I know that some clinicians do not think that antipsychotic medications are very effective, but I certainly think they are. I further think that the violent and psychotic patients have more brain damage. Also, violent and psychotic behaviors are very maladaptive and may suggest greater degrees of neuropathology. The pathology, or the maladaptation, likely leads to a higher risk of mortality. Thus, association of medicine use with mortality does not prove causation.
Until I see a study that carefully looks at the neuropathology associated with this increase in mortality of patients receiving antipsychotic medication, I will presume that the patients who are given these drugs actually have a higher risk of mortality and the drugs may actually decrease this risk. In any case, given the severe difficulty with managing patients that leads to the use of such medications, isn't there the issue of allowing patients to die with dignity? These drugs, just like morphine for cancer patients, will provide some measure of better end-of-life care.

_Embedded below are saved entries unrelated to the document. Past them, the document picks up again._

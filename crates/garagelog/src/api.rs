//! # API Facade
//!
//! The API layer is a **thin facade** over the command layer and the
//! repositories. It is the single entry point for every garage operation,
//! whatever UI sits on top.
//!
//! ## Role and Responsibilities
//!
//! The API facade:
//! - **Owns** the store, the change notifier and the trophy watcher
//! - **Dispatches** to the appropriate command function or repository
//! - **Supplies ambient inputs** such as today's date and configured limits
//!
//! ## What the API Does NOT Do
//!
//! - **Business logic**: that belongs in `commands/*.rs` and `trophies.rs`
//! - **Presentation**: it returns data structures, not strings for a screen
//!
//! ## Generic Over StorageBackend
//!
//! - Production: `GarageApi<FsBackend>` via [`GarageApi::open`]
//! - Testing: `GarageApi<MemBackend>` via [`GarageApi::with_backend`]
//!
//! ## Trophy Toasts
//!
//! Every successful write publishes a change, which the attached
//! [`TrophyWatcher`] turns into at most one pending toast. UIs poll
//! [`GarageApi::pending_toast`] and call [`GarageApi::dismiss_toast`] when the
//! user closes it.

use std::rc::Rc;

use chrono::{DateTime, NaiveDate, Utc};
use tracing::info;

use crate::commands;
use crate::commands::car::SpecsDraft;
use crate::commands::mods::ModDraft;
use crate::commands::services::ServiceDraft;
use crate::commands::summary::GarageSummary;
use crate::config::GarageConfig;
use crate::error::Result;
use crate::model::{CarProfile, MileageUnit, ModEntry, ServiceEntry};
use crate::notifier::Subscription;
use crate::store::backend::StorageBackend;
use crate::store::fs_backend::FsBackend;
use crate::store::garage_store::GarageStore;
use crate::trophies::TrophyDefinition;
use crate::watch::TrophyWatcher;

pub struct GarageApi<B: StorageBackend + 'static> {
    store: Rc<GarageStore<B>>,
    watcher: TrophyWatcher<B>,
    config: GarageConfig,
}

impl GarageApi<FsBackend> {
    /// Open the file-backed garage in the configured data directory.
    pub fn open(config: GarageConfig) -> Result<Self> {
        let root = config.resolved_data_dir()?;
        info!(root = %root.display(), "opening garage");
        Ok(Self::with_backend(FsBackend::new(root), config))
    }
}

impl<B: StorageBackend + 'static> GarageApi<B> {
    pub fn with_backend(backend: B, config: GarageConfig) -> Self {
        let store = Rc::new(GarageStore::with_backend(backend));
        let watcher = TrophyWatcher::attach(Rc::clone(&store));
        Self {
            store,
            watcher,
            config,
        }
    }

    pub fn store(&self) -> &GarageStore<B> {
        &self.store
    }

    pub fn config(&self) -> &GarageConfig {
        &self.config
    }

    /// Register an extra change listener (e.g. a UI refresh).
    #[must_use]
    pub fn subscribe<F>(&self, listener: F) -> Subscription
    where
        F: Fn() + 'static,
    {
        self.store.notifier().subscribe(listener)
    }

    // --- mods ---

    pub fn list_mods(&self) -> Vec<ModEntry> {
        self.store.mods().list()
    }

    pub fn get_mod(&self, id: &str) -> Option<ModEntry> {
        self.store.mods().get(id)
    }

    pub fn add_mod(&self, draft: ModDraft) -> Result<ModEntry> {
        commands::mods::add(&self.store, draft)
    }

    pub fn edit_mod(&self, id: &str, draft: ModDraft) -> Result<Option<ModEntry>> {
        commands::mods::edit(&self.store, id, draft)
    }

    pub fn delete_mod(&self, id: &str) -> Result<Option<ModEntry>> {
        commands::mods::delete(&self.store, id)
    }

    /// Put back a mod returned by [`GarageApi::delete_mod`].
    pub fn restore_mod(&self, entry: ModEntry) -> Result<()> {
        commands::mods::restore(&self.store, entry)
    }

    // --- services ---

    pub fn list_services(&self) -> Vec<ServiceEntry> {
        self.store.services().list()
    }

    pub fn log_service(&self, draft: ServiceDraft) -> Result<ServiceEntry> {
        commands::services::log(&self.store, draft)
    }

    pub fn delete_service(&self, id: &str) -> Result<Option<ServiceEntry>> {
        commands::services::delete(&self.store, id)
    }

    // --- car ---

    pub fn car(&self) -> CarProfile {
        self.store.car().get()
    }

    pub fn rename_car(&self, name: &str) -> Result<CarProfile> {
        commands::car::rename(&self.store, name)
    }

    pub fn set_garage_title(&self, title: &str) -> Result<CarProfile> {
        commands::car::set_garage_title(&self.store, title)
    }

    pub fn set_hero_image(&self, uri: Option<String>) -> Result<CarProfile> {
        commands::car::set_hero_image(&self.store, uri)
    }

    pub fn set_mileage(&self, raw: &str) -> Result<CarProfile> {
        commands::car::set_mileage(&self.store, raw)
    }

    pub fn set_mileage_unit(&self, unit: MileageUnit) -> Result<CarProfile> {
        commands::car::set_mileage_unit(&self.store, unit)
    }

    pub fn set_mot_expiry(&self, expiry: DateTime<Utc>) -> Result<CarProfile> {
        commands::car::set_mot_expiry(&self.store, expiry)
    }

    pub fn clear_mot(&self) -> Result<CarProfile> {
        commands::car::clear_mot(&self.store)
    }

    pub fn save_specs(&self, draft: SpecsDraft) -> Result<CarProfile> {
        commands::car::save_specs(&self.store, draft)
    }

    // --- trophies ---

    /// All nine trophies with their current earned state, in display order.
    pub fn trophies(&self) -> Vec<TrophyDefinition> {
        self.store.trophies().evaluate()
    }

    pub fn pending_toast(&self) -> Option<TrophyDefinition> {
        self.watcher.current_toast()
    }

    pub fn dismiss_toast(&self) -> Option<TrophyDefinition> {
        self.watcher.dismiss_toast()
    }

    /// Run a trophy check without waiting for a change.
    pub fn check_trophies(&self) {
        self.watcher.check_now();
    }

    // --- settings ---

    pub fn reset_mods(&self) -> Result<()> {
        commands::settings::reset_mods(&self.store)
    }

    pub fn clear_service_history(&self) -> Result<()> {
        commands::settings::clear_service_history(&self.store)
    }

    pub fn reset_garage(&self) -> Result<()> {
        commands::settings::reset_garage(&self.store)
    }

    pub fn reset_trophies(&self) -> Result<()> {
        commands::settings::reset_trophies(&self.store)
    }

    // --- summary ---

    pub fn summary(&self) -> GarageSummary {
        self.summary_on(Utc::now().date_naive())
    }

    /// The garage overview as of the given UTC day.
    pub fn summary_on(&self, today: NaiveDate) -> GarageSummary {
        commands::summary::run(
            &self.store,
            today,
            self.config.mot_warn_days,
            self.config.recent_mods,
        )
    }
}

Actually, I don't believe that real-life placebo-controlled trials of antipsychotic medications can be conducted, having been involved in many such trials. The most agitated patients need to be managed acutely and cannot participate in such trials. Those who get into such trials probably aren't affected severely enough to warrant the treatment. Looking at placebo discontinuation probably doesn't solve this problem, because dementia patients need to be closely followed over time and have their antipsychotic medications decreased whenever possible, anyway. This issue is noted as a future need, but it has always been just part of appropriate patient care. Antipsychotics are not maintenance medications in this condition; they are for acute management. The need for monitoring and constant medication adjustment could be the best argument for why these drugs really should only be prescribed by those familiar with treating such patients.
There has been some evidence that the use of antipsychotic medications has increased in spite of the black box warning. When a patient is severely agitated, I still think that antipsychotics are the best medication to use.
It should be noted that there is now more experience with trazodone, SSRIs, melatonin, and low doses of the atypical antipsychotic medications, so these patients are a little easier to manage. Further, long-term use of cholinesterase inhibitors and memantine probably decreases the overall behavior problems, though much better research is needed on all of these issues.